- This is Daniel J. Bernstein's popular `times 33' hash function as
- posted by him years ago on comp.lang.c. It basically uses a function
- like ``hash(i) = hash(i-1) * 33 + str[i]''. This is one of the best
- known hash functions for strings. Because it is both computed very
- fast and distributes very well.
- The magic of number 33, i.e. why it works better than many other
- constants, prime or not, has never been adequately explained by
- anyone. So I try an explanation: if one experimentally tests all
- multipliers between 1 and 256 (as RSE did now) one detects that even
- numbers are not useable at all. The remaining 128 odd numbers
- (except for the number 1) work more or less all equally well. They
- all distribute in an acceptable way and this way fill a hash table
- with an average percent of approx. 86%.
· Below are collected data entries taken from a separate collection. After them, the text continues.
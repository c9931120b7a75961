//! # Schema reconciliation entry point
//!
//! Opens the store, brings migration history up to head and then always runs
//! the repair pass. Nothing in here fails: every problem ends up in the
//! returned [`ReconcileReport`] and in the log.
//!
//! ```rust,ignore
//! use ui_toolkit_lib::data_governance::init::reconcile;
//!
//! let report = reconcile(&location, &TOOLKIT_CHAIN, EXPECTED_SCHEMA);
//! println!("migrations: {}", report.migration.label());
//! ```

use std::time::Instant;

use tracing::{debug, info, warn};

use crate::data_governance::migration::{MigrationChain, MigrationOrchestrator, MigrationOutcome};
use crate::data_governance::schema_repair::{self, RepairError, RepairReport, TableSpec};
use crate::database::{self, StoreLocation};

/// Reconciliation report
#[derive(Debug)]
pub struct ReconcileReport {
    pub migration: MigrationOutcome,
    pub repair: Result<RepairReport, RepairError>,
    pub total_duration_ms: u64,
}

impl ReconcileReport {
    /// Migrations succeeded and repair added every missing column
    pub fn is_fully_successful(&self) -> bool {
        matches!(self.migration, MigrationOutcome::Success { .. })
            && self.repair.as_ref().map_or(false, RepairReport::is_clean)
    }

    pub fn warnings(&self) -> Vec<String> {
        let mut warnings = Vec::new();
        if let MigrationOutcome::Degraded { detail } = &self.migration {
            warnings.push(format!("Migration warning: {}", detail));
        }
        match &self.repair {
            Ok(report) => {
                for failure in &report.failed {
                    warnings.push(format!("Schema repair warning: {}", failure.error));
                }
            }
            Err(e) => warnings.push(format!("Schema repair warning: {}", e)),
        }
        warnings
    }
}

/// Run migrations, then the repair pass, against the store at `location`
pub fn reconcile(
    location: &StoreLocation,
    chain: &'static MigrationChain,
    expected: &[TableSpec],
) -> ReconcileReport {
    let start = Instant::now();
    info!(?location, chain = chain.name, "Reconciling database schema");

    // Step 1: open the store
    let mut conn = match database::open_store(location) {
        Ok(conn) => conn,
        Err(e) => {
            let detail = format!("cannot open store: {}", e);
            warn!(
                "Migration warning: {}. The application will continue, but some features may not work correctly.",
                detail
            );
            warn!("Schema repair warning: {}", detail);
            return ReconcileReport {
                migration: MigrationOutcome::Degraded {
                    detail: detail.clone(),
                },
                repair: Err(RepairError::Unreachable(detail)),
                total_duration_ms: start.elapsed().as_millis() as u64,
            };
        }
    };

    // Step 2: migrations (success / recovered / degraded)
    let migration = MigrationOrchestrator::new(chain).run(&mut conn);

    // Step 3: column repair, whatever the migrations did
    let repair = schema_repair::repair_sqlite(&mut conn, expected);
    match &repair {
        Ok(report) => debug!(
            added = report.added.len(),
            failed = report.failed.len(),
            skipped_tables = report.skipped_tables.len(),
            "Schema repair finished"
        ),
        Err(e) => warn!("Schema repair warning: {}", e),
    }

    let report = ReconcileReport {
        migration,
        repair,
        total_duration_ms: start.elapsed().as_millis() as u64,
    };

    info!(
        migration = report.migration.label(),
        total_duration_ms = report.total_duration_ms,
        warnings_count = report.warnings().len(),
        "Schema reconciliation complete"
    );
    report
}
- If one compares the Chi^2 values of the variants, the number 33 not
- even has the best value. But the number 33 and a few other equally
- good numbers like 17, 31, 63, 127 and 129 have nevertheless a great
- advantage to the remaining numbers in the large set of possible
- multipliers: their multiply operation can be replaced by a faster
- operation based on just one shift plus either a single addition
- or subtraction operation. And because a hash function has to both
- distribute good _and_ has to be very fast to compute, those few
- numbers should be preferred and seems to be the reason why Daniel J.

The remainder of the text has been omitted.